Its the check engine light on?
Check them and get back with the results.
I l get some info on the how to and I ll post it later if you don t know how to test the sensors.
BTW I saw that you donate!
Thanks a lot! We appreciate that!
November, 2, 2007 AT 11:15 AM
Yes, thank you for the info I was thinking of the mass airflow sensor too! And no check engine light.
November, 2, 2007 AT 12:31 PM
In this case your car uses a MAP sensor (Manifold Absolute Pressure)
a MAP sensor simply compares the pressure difference between 2 chambers. One chamber is sealed and used as the reference pressure (usually a vacuum) and the other chamber is connected to the intake manifold (usually by a vacuum hose). When the pressure in the intake manifold changes, this will change the voltage signal going back to the ecu from the MAP. A pressure drop will cause a voltage drop. This voltage is only interpreted as manifold pressure. The ecu will also need to use the signals from the rpm sensor and air temp sensor to calculate air mass, pressure alone is not enough. Plus any vacuum leaks on the hose, or indeed any other vacuum leaks on the manifold, will affect this sensor's signal.
After locating the MAP sensor, disconnect its wiring harness.
To test the MAP sensor, run jumper wires between its terminals and wiring harness per the service manual's instructions. Turn the ignition to the ON position and take a voltage reading. Spec for this MAP is about 4.5-5.0 volts.
With the engine running and warmed up, take another voltage reading. It should differ from the non-running number and fluctuate when the engine is revved. If not, verify that the vacuum line isn't damaged or blocked.

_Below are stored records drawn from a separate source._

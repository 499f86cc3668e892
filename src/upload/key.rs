//! Object key generation
//!
//! Keys have the shape `{aspect}/{id}{ext}` where `id` is 32 bytes from a
//! cryptographically secure generator, encoded as unpadded URL-safe base64
//! (43 characters), and `ext` is `.` plus the media subtype.

use crate::media::AspectClass;
use base64::engine::general_purpose::URL_SAFE_NO_PAD;
use base64::Engine;
use rand::{CryptoRng, RngCore};

/// Number of random bytes behind every asset id
pub const RANDOM_ID_BYTES: usize = 32;

/// Extension used when the media type has no usable subtype
pub const FALLBACK_EXTENSION: &str = ".bin";

/// Fresh random id from the thread-local CSPRNG
pub fn random_id() -> String {
    random_id_from(&mut rand::rng())
}

/// Random id drawn from `rng`
pub fn random_id_from<R: RngCore + CryptoRng>(rng: &mut R) -> String {
    let mut bytes = [0u8; RANDOM_ID_BYTES];
    rng.fill_bytes(&mut bytes);
    URL_SAFE_NO_PAD.encode(bytes)
}

/// File extension for a media type.
///
/// `video/mp4` gives `.mp4`. Anything that is not exactly `type/subtype`
/// with a non-empty subtype falls back to `.bin`.
pub fn extension_for(media_type: &str) -> String {
    let mut parts = media_type.split('/');
    match (parts.next(), parts.next(), parts.next()) {
        (Some(_), Some(subtype), None) if !subtype.is_empty() => format!(".{}", subtype),
        _ => FALLBACK_EXTENSION.to_string(),
    }
}

/// Build the object key for a processed video.
pub fn generate_asset_key(media_type: &str, aspect: AspectClass) -> String {
    format!("{}/{}{}", aspect, random_id(), extension_for(media_type))
}
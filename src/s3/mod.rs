//! Object store gateway
//!
//! Uploads processed videos and issues presigned GET URLs through the AWS
//! SDK. Every operation is a single attempt; SDK retries are disabled.
//!
//! # Example
//!
//! ```no_run
//! use tubely_ingest::config::StorageConfig;
//! use tubely_ingest::s3::{ObjectStore, S3Gateway};
//! use std::path::Path;
//! use std::time::Duration;
//!
//! # async fn example(config: StorageConfig) -> Result<(), Box<dyn std::error::Error>> {
//! let gateway = S3Gateway::new(&config).await?;
//! gateway
//!     .put_object(&config.bucket, "landscape/abc.mp4", Path::new("/tmp/abc.mp4"), "video/mp4")
//!     .await?;
//! let url = gateway
//!     .presign_get(&config.bucket, "landscape/abc.mp4", Duration::from_secs(300))
//!     .await?;
//! println!("{}", url);
//! # Ok(())
//! # }
//! ```
//!
//! # Tracing
//!
//! | Operation | Span Name | Attributes |
//! |-----------|-----------|------------|
//! | PutObject | `s3.put_object` | bucket, key, content type, bytes, etag |
//! | Presign GET | `s3.presign_get` | bucket, key, expiry |

pub mod locator;

pub use locator::{Locator, LocatorError, DELIMITER};

use crate::config::StorageConfig;
use async_trait::async_trait;
use aws_config::BehaviorVersion;
use aws_credential_types::Credentials;
use aws_sdk_s3::config::retry::RetryConfig;
use aws_sdk_s3::config::Region;
use aws_sdk_s3::error::DisplayErrorContext;
use aws_sdk_s3::presigning::PresigningConfig;
use aws_sdk_s3::primitives::ByteStream;
use aws_sdk_s3::Client;
use std::path::Path;
use std::time::Duration;
use thiserror::Error;

/// Lifetime of every presigned GET URL
pub const PRESIGN_EXPIRY: Duration = Duration::from_secs(5 * 60);

/// Object store errors
#[derive(Error, Debug)]
pub enum StorageError {
    #[error("Configuration error: {0}")]
    ConfigError(String),

    #[error("Unable to read upload source: {0}")]
    SourceError(String),

    #[error("PutObject failed: {0}")]
    UploadFailed(String),

    #[error("Unable to presign request: {0}")]
    PresignFailed(String),
}

/// Outcome of a successful upload
#[derive(Debug, Clone, PartialEq, Eq)]
pub struct UploadResult {
    pub etag: Option<String>,
    pub bytes: u64,
}

/// Object store capability used by the pipeline
#[cfg_attr(test, mockall::automock)]
#[async_trait]
pub trait ObjectStore: Send + Sync {
    /// Upload the file at `path` to `bucket`/`key` in a single request
    async fn put_object(
        &self,
        bucket: &str,
        key: &str,
        path: &Path,
        content_type: &str,
    ) -> Result<UploadResult, StorageError>;

    /// Signed GET URL for `bucket`/`key`, valid for `expires_in`
    async fn presign_get(
        &self,
        bucket: &str,
        key: &str,
        expires_in: Duration,
    ) -> Result<String, StorageError>;
}

/// AWS SDK backed gateway
#[derive(Debug, Clone)]
pub struct S3Gateway {
    client: Client,
}

impl S3Gateway {
    /// Build a client from storage config.
    ///
    /// Static credentials are used when configured, otherwise the default AWS
    /// provider chain. A custom endpoint switches to path-style addressing.
    pub async fn new(config: &StorageConfig) -> Result<Self, StorageError> {
        let region = Region::new(config.region.clone());

        let mut loader = aws_config::defaults(BehaviorVersion::latest())
            .region(region.clone())
            .retry_config(RetryConfig::disabled());

        match (&config.access_key, &config.secret_key) {
            (Some(access_key), Some(secret_key)) => {
                let credentials = Credentials::new(
                    access_key.clone(),
                    secret_key.clone(),
                    None,
                    None,
                    "tubely-config",
                );
                loader = loader.credentials_provider(credentials);
            }
            (None, None) => {}
            _ => {
                return Err(StorageError::ConfigError(
                    "access_key and secret_key must be set together".into(),
                ))
            }
        }

        let shared_config = loader.load().await;

        let mut builder = aws_sdk_s3::config::Builder::from(&shared_config)
            .region(region)
            .retry_config(RetryConfig::disabled());

        if let Some(endpoint) = &config.endpoint {
            url::Url::parse(endpoint)
                .map_err(|e| StorageError::ConfigError(format!("invalid endpoint: {}", e)))?;
            builder = builder.endpoint_url(endpoint).force_path_style(true);
        }

        tracing::info!(
            region = %config.region,
            endpoint = ?config.endpoint,
            "S3 gateway configured"
        );

        Ok(Self::from_client(Client::from_conf(builder.build())))
    }

    pub fn from_client(client: Client) -> Self {
        Self { client }
    }
}

#[async_trait]
impl ObjectStore for S3Gateway {
    #[tracing::instrument(
        name = "s3.put_object",
        skip(self, path),
        fields(
            s3.bucket = %bucket,
            s3.key = %key,
            upload.bytes = tracing::field::Empty,
            s3.etag = tracing::field::Empty
        ),
        err
    )]
    async fn put_object(
        &self,
        bucket: &str,
        key: &str,
        path: &Path,
        content_type: &str,
    ) -> Result<UploadResult, StorageError> {
        let bytes = tokio::fs::metadata(path)
            .await
            .map_err(|e| StorageError::SourceError(e.to_string()))?
            .len();
        let body = ByteStream::from_path(path)
            .await
            .map_err(|e| StorageError::SourceError(e.to_string()))?;

        let output = self
            .client
            .put_object()
            .bucket(bucket)
            .key(key)
            .content_type(content_type)
            .body(body)
            .send()
            .await
            .map_err(|e| StorageError::UploadFailed(DisplayErrorContext(&e).to_string()))?;

        let etag = output.e_tag().map(str::to_string);

        let span = tracing::Span::current();
        span.record("upload.bytes", bytes);
        if let Some(etag) = &etag {
            span.record("s3.etag", etag.as_str());
        }

        tracing::info!(bytes, etag = ?etag, "PutObject completed");

        Ok(UploadResult { etag, bytes })
    }

    #[tracing::instrument(
        name = "s3.presign_get",
        skip(self),
        fields(s3.bucket = %bucket, s3.key = %key, expires_secs = expires_in.as_secs()),
        err
    )]
    async fn presign_get(
        &self,
        bucket: &str,
        key: &str,
        expires_in: Duration,
    ) -> Result<String, StorageError> {
        let presigning_config = PresigningConfig::builder()
            .expires_in(expires_in)
            .build()
            .map_err(|e| StorageError::PresignFailed(e.to_string()))?;

        let request = self
            .client
            .get_object()
            .bucket(bucket)
            .key(key)
            .presigned(presigning_config)
            .await
            .map_err(|e| StorageError::PresignFailed(DisplayErrorContext(&e).to_string()))?;

        Ok(request.uri().to_string())
    }
}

If the vacuum line checks out, the sensor is likely faulty. Replace the bad MAP with a new one by connecting the vacuum hose and wiring harness, then securing the sensor to its factory location.
I would check for vacuum leaks and check the sensor good.
Let me know how are you doing!
November, 3, 2007 AT 1:36 PM
I'll take a look at all that, thanks for all the great info it's really helping me understand fuel injection.
November, 8, 2007 AT 7:39 PM
Hello again, when I take the voltage reading I am getting nothing. To make sure I'm doing it right do I take the reading from the two terminals of the female plug? And is it left unplugged while taking the reading? This is what I am doing. And to also be sure the MAP sensor is located on the fuel injector rail yes?
November, 8, 2007 AT 7:41 PM
Forgot to mention that the car runs perfect when cold then bogs down a few minutes after running.
November, 8, 2007 AT 8:11 PM
How are you been?
Well lets continue, i think that its working good when cold because of the cold start valve (extra fuel when cold)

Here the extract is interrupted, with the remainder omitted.